La Lega Araba sancisce gli accordi arabo-israeliani
Analisi di Antonio Donno
A destra, la vignetta di Dry Bones: Tremila anni di storia ebraica
La Lega Araba nacque il 22 maggio 1945, con l’intento di difendere gli interessi dei popoli arabi nel lungo e complesso processo di decolonizzazione. Ma, dopo la nascita dello Stato di Israele, il 14 maggio 1948, le sue finalità si concentrarono quasi esclusivamente nel contestarne la presenza e nel creare le condizioni per combatterlo e cancellarlo dalla carta geografica del Medio Oriente. Ma questo progetto non fu coronato mai dal successo, nonostante le guerre scatenate dai paesi arabi contro Israele, con il sostegno militare ed economico dell’Unione Sovietica. Oggi, questo fallimento è ancora più evidente e la stessa Lega Araba ne ha preso consapevolezza. Mercoledì 9 settembre, la Lega Araba si è opposta a qualsiasi condanna nei confronti degli Emirati Arabi Uniti, che hanno deciso di firmare la pace con Israele. Questa decisione è storica. Già nel recente passato, la Lega aveva sottolineato in un suo documento l’improponibilità della continuazione della contrapposizione a Israele finalizzata alla cancellazione dello Stato ebraico. Oggi, il rifiuto di condannare l’avvicinamento degli Emirati a Gerusalemme porta a conclusione un processo di distensione iniziato, a suo tempo, con la pace israelo-egiziana e israelo-giordana. Di conseguenza, tutti i paesi arabi che decideranno di scegliere la pace con Israele non subiranno alcuna sanzione da parte della Lega Araba e, di fatto, ne avranno l’approvazione politica. Con buona pace di Iran e Turchia, paesi non arabi, ma che hanno sempre sostenuto l’idea che il mondo islamico dovesse cancellare lo Stato degli ebrei. Così, la posizione di Turchia e Iran di fronte alle iniziative del mondo arabo sunnita si fa sempre più conflittuale. L’Iran è in un’assai difficile situazione di stallo politico ed economico, accentuata dall’imperversare del Covid-19 all’interno di una nazione storicamente povera. Oggi, la debolezza delle casse dello Stato degli ayatollah mette a serio rischio le sue pretese egemoniche nel Medio Oriente sunnita. Sostenere economicamente le numerose milizie degli Hezbollah presenti in molte parti del Medio Oriente – in particolare, in Libano e in Iraq – è un impegno tremendamente gravoso, accentuato da quello militare nel nord della Siria, la cui situazione è ormai una cancrena del Medio Oriente.

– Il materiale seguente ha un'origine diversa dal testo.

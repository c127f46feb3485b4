use std::future::Future;

use url::Url;

use crate::error::{Error, Result};
use crate::types::VideoInfo;

/// Looks up the subtitle catalog of a video URL.
///
/// Errors here are transport-level failures of the backend and are reported
/// to the caller, unlike missing or broken subtitles which degrade to empty
/// text.
pub trait CatalogSource {
    fn lookup(&self, url: &str) -> impl Future<Output = Result<VideoInfo>> + Send;
}

/// Validate that a string looks like a URL.
/// Rejects anything that isn't http:// or https:// with a non-empty host.
pub fn validate_url(url: &str) -> Result<()> {
    let trimmed = url.trim();
    let invalid = || Error::InvalidUrl(trimmed.to_string());

    if !trimmed.starts_with("https://") && !trimmed.starts_with("http://") {
        return Err(invalid());
    }

    let parsed = Url::parse(trimmed).map_err(|_| invalid())?;
    if !matches!(parsed.scheme(), "http" | "https") || parsed.host_str().is_none_or(str::is_empty) {
        return Err(invalid());
    }

    Ok(())
}

#[cfg(test)]
mod tests {
    use super::*;

    #[test]
    fn test_validate_url_https() {
        assert!(validate_url("https://youtube.com/watch?v=abc").is_ok());
    }

    #[test]
    fn test_validate_url_http() {
        assert!(validate_url("http://example.com/video").is_ok());
    }

    #[test]
    fn test_validate_url_trims_whitespace() {
        assert!(validate_url("  https://youtu.be/qF3ua2_Cx0o\n").is_ok());
    }

    #[test]
    fn test_validate_url_rejects_no_scheme() {
        assert!(validate_url("youtube.com/watch?v=abc").is_err());
    }

    #[test]
    fn test_validate_url_rejects_missing_host() {
        assert!(validate_url("https://").is_err());
        assert!(validate_url("http://?q=1").is_err());
        assert!(validate_url("https://@").is_err());
        assert!(validate_url("https://:80").is_err());
        assert!(validate_url("https://user@/watch").is_err());
    }

    #[test]
    fn test_validate_url_accepts_port_and_userinfo() {
        assert!(validate_url("http://localhost:8080/v.mp4").is_ok());
        assert!(validate_url("https://user@example.com/v").is_ok());
        assert!(validate_url("https://[::1]/v").is_ok());
    }

    #[test]
    fn test_validate_url_rejects_file_scheme() {
        assert!(validate_url("file:///etc/passwd").is_err());
    }

    #[test]
    fn test_validate_url_rejects_empty() {
        assert!(matches!(validate_url(""), Err(Error::InvalidUrl(_))));
    }

    #[test]
    fn test_validate_url_rejects_command() {
        assert!(validate_url("$(whoami)").is_err());
        assert!(validate_url("https://exa mple.com").is_err());
    }
}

Diversa è la situazione della Turchia. Benché la condizione economica turca sia poco brillante – per quanto tenuta sottotraccia da Erdoğan, che tenta di trovare sostegno nella Cina, i cui progetti riguardano la possibile apertura di un proprio canale economico nel Mediterraneo – Erdoğan sviluppa un’azione turca di presenza egemonica nel Mediterraneo Orientale. Tutto ciò, tuttavia, richiederà un impegno economico enorme, le cui fondamenta sono tutte da verificare. In sostanza, il mondo arabo sunnita procede nel suo avvicinamento politico ed economico a Israele, e la recente, storica decisione della Lega Araba è un passaporto straordinariamente importante in questa ridefinizione strategica del Medio Oriente. Il successo di Israele è senza precedenti e ciò è dovuto al progetto politico Trump-Netanyahu che ha determinato una svolta cruciale nella storia del Medio Oriente. Nessun presidente americano e nessun primo ministro israeliano avevano mai concertato un’azione politico-diplomatica così importante tale da ridisegnare il quadro politico del Medio Oriente. La decisione della Lega Araba è un colpo molto pesante per l’Autorità Palestinese. Essa è, di fatto, isolata politicamente, priva di prospettive e con una popolazione sempre più ostile nei suoi confronti. La corruzione dei dirigenti, l’incapacità o la non-volontà di leggere la situazione politica nei suoi reali termini odierni, il legame con i terroristi di Hamas nella Striscia di Gaza sono tutti fattori che determinano un processo di deterioramento delle prospettive palestinesi anche in campo internazionale. In un colloquio con Gromiko a Mosca, il 23 gennaio 1976, Kissinger fu assai chiaro in proposito: “Abbiamo detto che non possiamo chiedere a Israele di negoziare con una parte che non accetta l’esistenza di Israele e che non accetta le risoluzioni 242 e 338”. Le conseguenze per i palestinesi sono, oggi, sotto gli occhi di tutti.